Dr. Salmon notes the meticulous descriptive work done by Dr. Kaposi and others of the era laid the foundations for later understanding. “He was very precise—he was phenotyping in the best way he could—describing in great detail the appearance of the rashes and evolution of the patient’s illness over months. These are starting points to understand disease mechanism. If you don’t understand the pathologic signs and symptoms of the patient, it’s hard to explore what drives them or why they occur.”
She continues, “In the 1800s, they could only describe using physical examination and microscopy. But with excellent descriptions, you can create clusters of patients with common features—which is what they did.” She also emphasizes the importance of Kaposi’s contribution in recognizing SLE as a systemic disease, because that enabled the search for underlying mechanisms.
“We could not elucidate pathophysiology of systemic diseases like lupus without first looking for commonalities and distinctions among patients,” says Dr. Salmon.
The case study approach still has relevance for continuing to advance medical knowledge. Dr. Salmon notes, “Case series of complex patients have expanded our understanding of innate immune mechanisms, specifically those with extreme phenotypes driven by unique genetic alterations in highly informative genes. They have taught us about relationships between cytokines and their signaling pathways with clinical signs and symptoms.”
For an example, she points to the work of Daniel Kastner, MD, PhD, and others who have chronicled rare syndromes involving mutations of genes involved in the inflammasome. Dr. Salmon says, “They are called autoinflammatory diseases. But if we didn’t uncover these pathways and these mutations, we would know much less about the inflammasome and the IL-1 pathway.”

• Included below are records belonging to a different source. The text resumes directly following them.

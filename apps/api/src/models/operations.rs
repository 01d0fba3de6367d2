use chrono::{NaiveDate, NaiveTime};
use serde::{Deserialize, Serialize};

use crate::store::Entity;

// ────────────────────────────────────────────────────────────────────────────
// Attendance
// ────────────────────────────────────────────────────────────────────────────

#[derive(Debug, Clone, Copy, PartialEq, Eq, Hash, Serialize, Deserialize)]
pub enum AttendanceStatus {
    #[serde(rename = "On Time")]
    OnTime,
    Late,
    Absent,
    Present,
}

#[derive(Debug, Clone, PartialEq, Serialize, Deserialize)]
pub struct AttendanceRecord {
    pub id: String,
    pub employee_name: String,
    pub employee_avatar: String,
    pub date: NaiveDate,
    /// "HH:MM", absent when the employee has not clocked in.
    pub check_in: Option<String>,
    pub check_out: Option<String>,
    pub status: AttendanceStatus,
    pub shift: String,
    pub work_hours: Option<f64>,
    pub overtime: Option<f64>,
}

impl Entity for AttendanceRecord {
    const ID_PREFIX: &'static str = "ATT";

    fn id(&self) -> &str {
        &self.id
    }
}

/// Hours beyond which a one-hour break is deducted.
const BREAK_THRESHOLD_HOURS: f64 = 6.0;
const STANDARD_DAY_HOURS: f64 = 8.0;

/// Worked hours and overtime for a clock-in/clock-out pair. Both are `None` unless both
/// times are present and parse as `HH:MM`.
pub fn work_metrics(check_in: Option<&str>, check_out: Option<&str>) -> (Option<f64>, Option<f64>) {
    let parse = |t: &str| NaiveTime::parse_from_str(t, "%H:%M").ok();
    let (Some(start), Some(end)) = (check_in.and_then(parse), check_out.and_then(parse)) else {
        return (None, None);
    };

    let mut hours = (end - start).num_minutes() as f64 / 60.0;
    if hours > BREAK_THRESHOLD_HOURS {
        hours -= 1.0;
    }
    let overtime = (hours - STANDARD_DAY_HOURS).max(0.0);
    (Some(hours), Some(overtime))
}

// ────────────────────────────────────────────────────────────────────────────
// Assets
// ────────────────────────────────────────────────────────────────────────────

#[derive(Debug, Clone, Copy, PartialEq, Eq, Hash, Serialize, Deserialize)]
pub enum AssetType {
    Laptop,
    Phone,
    #[serde(rename = "ID Card")]
    IdCard,
    Other,
}

#[derive(Debug, Clone, Copy, PartialEq, Eq, Hash, Serialize, Deserialize)]
pub enum AssetStatus {
    Available,
    Assigned,
    #[serde(rename = "In Repair")]
    InRepair,
    Retired,
}

#[derive(Debug, Clone, Copy, PartialEq, Eq, Hash, Serialize, Deserialize)]
pub enum AssetCondition {
    New,
    Good,
    Fair,
    Poor,
}

#[derive(Debug, Clone, PartialEq, Serialize, Deserialize)]
pub struct Asset {
    pub id: String,
    pub name: String,
    #[serde(rename = "type")]
    pub asset_type: AssetType,
    pub serial_number: String,
    pub status: AssetStatus,
    /// Employee id of the current holder.
    pub assigned_to: Option<String>,
    pub date_assigned: Option<NaiveDate>,
    pub condition: AssetCondition,
}

impl Entity for Asset {
    const ID_PREFIX: &'static str = "ASSET";

    fn id(&self) -> &str {
        &self.id
    }
}

// ────────────────────────────────────────────────────────────────────────────
// Helpdesk
// ────────────────────────────────────────────────────────────────────────────

#[derive(Debug, Clone, Copy, PartialEq, Eq, Hash, Serialize, Deserialize)]
pub enum TicketCategory {
    Payroll,
    Benefits,
    Leave,
    Policy,
    Grievance,
    Other,
}

#[derive(Debug, Clone, Copy, PartialEq, Eq, Hash, Serialize, Deserialize)]
pub enum TicketStatus {
    Open,
    #[serde(rename = "In Progress")]
    InProgress,
    Resolved,
}

#[derive(Debug, Clone, PartialEq, Serialize, Deserialize)]
pub struct Ticket {
    pub id: String,
    pub subject: String,
    pub description: String,
    pub employee_name: String,
    pub category: TicketCategory,
    pub status: TicketStatus,
    pub created_date: NaiveDate,
}

impl Entity for Ticket {
    const ID_PREFIX: &'static str = "TKT-";

    fn id(&self) -> &str {
        &self.id
    }
}

// ────────────────────────────────────────────────────────────────────────────
// Timesheets
// ────────────────────────────────────────────────────────────────────────────

#[derive(Debug, Clone, PartialEq, Eq, Serialize, Deserialize)]
pub struct Project {
    pub id: String,
    pub name: String,
    pub client: String,
}

#[derive(Debug, Clone, Copy, PartialEq, Eq, Hash, Serialize, Deserialize)]
pub enum TimesheetStatus {
    Submitted,
    Approved,
    Rejected,
}

#[derive(Debug, Clone, PartialEq, Serialize, Deserialize)]
pub struct TimesheetEntry {
    pub id: String,
    pub employee_name: String,
    pub project_id: String,
    pub date: NaiveDate,
    pub hours: f64,
    pub is_billable: bool,
    pub description: String,
    pub status: TimesheetStatus,
}

impl Entity for TimesheetEntry {
    const ID_PREFIX: &'static str = "TS";

    fn id(&self) -> &str {
        &self.id
    }
}

// ────────────────────────────────────────────────────────────────────────────
// Calendar
// ────────────────────────────────────────────────────────────────────────────

#[derive(Debug, Clone, Copy, PartialEq, Eq, Hash, Serialize, Deserialize)]
pub enum EventType {
    Training,
    #[serde(rename = "Town Hall")]
    TownHall,
    Celebration,
    Holiday,
    Other,
}

#[derive(Debug, Clone, PartialEq, Serialize, Deserialize)]
pub struct CalendarEvent {
    pub id: String,
    pub title: String,
    pub date: NaiveDate,
    #[serde(rename = "type")]
    pub event_type: EventType,
    pub description: Option<String>,
}

impl Entity for CalendarEvent {
    const ID_PREFIX: &'static str = "EVT";

    fn id(&self) -> &str {
        &self.id
    }
}

#[cfg(test)]
mod tests {
    use super::*;

    fn approx(a: f64, b: f64) -> bool {
        (a - b).abs() < 1e-9
    }

    #[test]
    fn test_work_metrics_deducts_break_for_long_shift() {
        let (hours, overtime) = work_metrics(Some("08:55"), Some("17:05"));
        assert!(approx(hours.unwrap(), 8.0 + 10.0 / 60.0 - 1.0));
        assert_eq!(overtime, Some(0.0));
    }

    #[test]
    fn test_work_metrics_overtime_above_eight_hours() {
        let (hours, overtime) = work_metrics(Some("09:15"), Some("18:30"));
        assert!(approx(hours.unwrap(), 8.25));
        assert!(approx(overtime.unwrap(), 0.25));
    }

    #[test]
    fn test_work_metrics_short_shift_keeps_break() {
        let (hours, overtime) = work_metrics(Some("09:00"), Some("13:00"));
        assert!(approx(hours.unwrap(), 4.0));
        assert_eq!(overtime, Some(0.0));
    }

    #[test]
    fn test_work_metrics_missing_checkout() {
        assert_eq!(work_metrics(Some("09:05"), None), (None, None));
        assert_eq!(work_metrics(None, None), (None, None));
        assert_eq!(work_metrics(Some("9am"), Some("17:00")), (None, None));
    }

    #[test]
    fn test_ticket_status_wire_name() {
        let s: TicketStatus = serde_json::from_str(r#""In Progress""#).unwrap();
        assert_eq!(s, TicketStatus::InProgress);
    }
}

Similarly, she notes work that carefully described clinical features of rare individuals who have mutations in genes related to the interferon-alpha pathway. Insights from these patients have expanded the understanding of lupus pathogenesis.

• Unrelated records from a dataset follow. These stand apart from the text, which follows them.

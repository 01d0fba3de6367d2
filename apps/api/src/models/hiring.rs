use chrono::NaiveDate;
use serde::{Deserialize, Serialize};

use crate::models::Department;
use crate::store::Entity;

#[derive(Debug, Clone, Copy, PartialEq, Eq, Hash, Serialize, Deserialize)]
pub enum PositionStatus {
    Open,
    Interviewing,
    #[serde(rename = "Offer Extended")]
    OfferExtended,
    Closed,
}

#[derive(Debug, Clone, PartialEq, Serialize, Deserialize)]
pub struct OpenPosition {
    pub id: String,
    pub title: String,
    pub department: Department,
    pub location: String,
    pub status: PositionStatus,
    pub posted_date: NaiveDate,
    pub applicant_count: u32,
}

impl Entity for OpenPosition {
    const ID_PREFIX: &'static str = "OP";

    fn id(&self) -> &str {
        &self.id
    }
}

#[derive(Debug, Clone, Copy, PartialEq, Eq, Hash, Serialize, Deserialize)]
pub enum ApplicantStage {
    Applied,
    Screening,
    Interview,
    Offer,
    Hired,
    Rejected,
}

#[derive(Debug, Clone, PartialEq, Eq, Hash, Serialize, Deserialize)]
pub struct ExperienceItem {
    pub title: String,
    pub company: String,
    pub duration: String,
}

#[derive(Debug, Clone, PartialEq, Eq, Hash, Serialize, Deserialize)]
pub struct EducationItem {
    pub institution: String,
    pub degree: String,
    pub year: String,
}

/// The fields extracted from a resume. Shared by the resume parser output and applicants.
#[derive(Debug, Clone, PartialEq, Eq, Hash, Serialize, Deserialize)]
#[serde(rename_all = "camelCase")]
pub struct ResumeProfile {
    pub name: String,
    pub email: String,
    pub phone: String,
    pub skills: Vec<String>,
    pub experience: Vec<ExperienceItem>,
    pub education: Vec<EducationItem>,
    pub resume_summary: String,
}

#[derive(Debug, Clone, PartialEq, Serialize, Deserialize)]
pub struct Applicant {
    pub id: String,
    pub avatar: String,
    pub position_id: String,
    pub applied_date: NaiveDate,
    pub stage: ApplicantStage,
    pub profile: ResumeProfile,
}

impl Entity for Applicant {
    const ID_PREFIX: &'static str = "APP";

    fn id(&self) -> &str {
        &self.id
    }
}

‘Dr. Kaposi was very precise—he was phenotyping in the best way he could—describing in great detail the appearance of the rashes & evolution of the patient’s illness over months. These are starting points to understand disease mechanism.’ —Dr. Salmon
Classification: Then & Now
Dr. Kaposi’s work is also interesting in the context of the current challenge of classifying patients with complex and overlapping multisystem autoimmune diseases. Earlier practitioners distinguished lupus erythematosus from other types of skin problems (like from tuberculosis); Dr. Kaposi went on to note the systemic nature of SLE and to further distinguish a discoid-type lupus from a systemic type. For Dr. Kaposi to group together patients with such varied manifestations as arthritis, pleurisy and coma, all of whom also had cutaneous lupus, was bold and prescient.